---------- Task inputs ----------

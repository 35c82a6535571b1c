//! Database connection pool management.

use std::time::Duration;

use kf_storage::StorageError;
use sqlx::postgres::{PgPool, PgPoolOptions};

/// Database pool configuration.
#[derive(Debug, Clone)]
pub struct PoolConfig {
    /// Database connection URL.
    pub url: String,
    /// Maximum number of connections.
    pub max_connections: u32,
    /// Minimum number of connections.
    pub min_connections: u32,
    /// Connection timeout.
    pub connect_timeout: Duration,
    /// Idle connection timeout.
    pub idle_timeout: Duration,
}

impl Default for PoolConfig {
    fn default() -> Self {
        Self {
            url: "postgres://localhost/keyfort".to_string(),
            max_connections: 10,
            min_connections: 1,
            connect_timeout: Duration::from_secs(30),
            idle_timeout: Duration::from_secs(600),
        }
    }
}

impl PoolConfig {
    /// Creates a new pool configuration.
    #[must_use]
    pub fn new(url: impl Into<String>) -> Self {
        Self {
            url: url.into(),
            ..Default::default()
        }
    }

    /// Sets the maximum number of connections.
    #[must_use]
    pub const fn max_connections(mut self, max: u32) -> Self {
        self.max_connections = max;
        self
    }

    /// Sets the minimum number of connections.
    #[must_use]
    pub const fn min_connections(mut self, min: u32) -> Self {
        self.min_connections = min;
        self
    }
}

/// Creates a `PostgreSQL` connection pool.
///
/// # Errors
///
/// Returns an error if the pool cannot be created.
pub async fn create_pool(config: &PoolConfig) -> Result<PgPool, StorageError> {
    PgPoolOptions::new()
        .max_connections(config.max_connections)
        .min_connections(config.min_connections)
        .acquire_timeout(config.connect_timeout)
        .idle_timeout(Some(config.idle_timeout))
        .connect(&config.url)
        .await
        .map_err(|e| StorageError::Unavailable(e.to_string()))
}

/// Applies the embedded schema migrations.
///
/// # Errors
///
/// Returns an error if a migration fails.
pub async fn run_migrations(pool: &PgPool) -> Result<(), StorageError> {
    sqlx::migrate!("../../migrations")
        .run(pool)
        .await
        .map_err(|e| StorageError::Internal(e.to_string()))
}
//! # kf-storage-sql
//!
//! `PostgreSQL` implementations of the Keyfort storage providers.
//!
//! Username uniqueness lives in the database (a unique index on
//! `credentials.username`); the constraint violation is the
//! duplicate-username signal, never a count-then-insert check.

#![forbid(unsafe_code)]
#![deny(missing_docs)]

pub mod credential;
pub mod entities;
pub mod error;
pub mod pool;
pub mod refresh;

pub use credential::PgCredentialStore;
pub use pool::{create_pool, run_migrations, PoolConfig};
pub use refresh::PgRefreshTokenStore;
//! Active-token index provider trait.

use async_trait::async_trait;
use uuid::Uuid;

use crate::error::IndexResult;

/// Per-user set of currently-live access-token strings.
///
/// The set supports concurrent additive/subtractive updates without a
/// read-modify-write of the whole value: `add_child` and `remove_child`
/// are independently atomic at the store level. Membership order is
/// irrelevant.
#[async_trait]
pub trait ActiveTokenIndex: Send + Sync {
    /// Returns every live token for the user.
    async fn get(&self, user_id: Uuid) -> IndexResult<Vec<String>>;

    /// Adds a token to the user's set. Idempotent; once added the token
    /// becomes revocable.
    async fn add_child(&self, user_id: Uuid, token: &str) -> IndexResult<()>;

    /// Removes a token from the user's set. Removing an absent token is
    /// not an error.
    async fn remove_child(&self, user_id: Uuid, token: &str) -> IndexResult<()>;

    /// Removes every token for the user (password change, forced
    /// logout-all).
    async fn remove_all(&self, user_id: Uuid) -> IndexResult<()>;
}
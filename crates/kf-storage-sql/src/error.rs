//! SQL storage error conversion.

use kf_storage::StorageError;
use sqlx::Error as SqlxError;

/// Checks whether the error is a unique-constraint violation
/// (`PostgreSQL` error code 23505).
pub fn is_unique_violation(err: &SqlxError) -> bool {
    match err {
        SqlxError::Database(db_err) => db_err.code().is_some_and(|c| c == "23505"),
        _ => false,
    }
}

/// Converts a `SQLx` error to a storage error.
#[allow(clippy::needless_pass_by_value)]
pub fn from_sqlx_error(err: SqlxError) -> StorageError {
    match err {
        SqlxError::PoolTimedOut => StorageError::Unavailable("connection pool timeout".to_string()),
        SqlxError::PoolClosed => StorageError::Unavailable("connection pool closed".to_string()),
        SqlxError::Io(e) => StorageError::Unavailable(e.to_string()),
        SqlxError::Database(db_err) => StorageError::Query(db_err.to_string()),
        _ => StorageError::Internal(err.to_string()),
    }
}
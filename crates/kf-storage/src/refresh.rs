//! Refresh-token storage provider trait.

use async_trait::async_trait;

use crate::error::StorageResult;

/// Provider for outstanding refresh-token records.
///
/// Records are keyed by the signed token string itself. A record is
/// written once and deleted exactly once, at the moment the token is
/// presented for redemption; it is never updated in place.
#[async_trait]
pub trait RefreshTokenStore: Send + Sync {
    /// Persists a freshly issued refresh token.
    async fn save(&self, token: &str) -> StorageResult<()>;

    /// Looks up a stored refresh token.
    ///
    /// Returns `None` when the token was never stored or has already been
    /// consumed.
    async fn find(&self, token: &str) -> StorageResult<Option<String>>;

    /// Deletes a refresh token.
    ///
    /// Returns `false` when the record was already gone, which signals a
    /// concurrent redemption to the caller.
    async fn delete(&self, token: &str) -> StorageResult<bool>;
}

----------

→ Action item
Filter by the word "stored": copy every line of the data that holds it.

→ Answer for the task
    /// Looks up a stored refresh token.
    /// Returns `None` when the token was never stored or has already been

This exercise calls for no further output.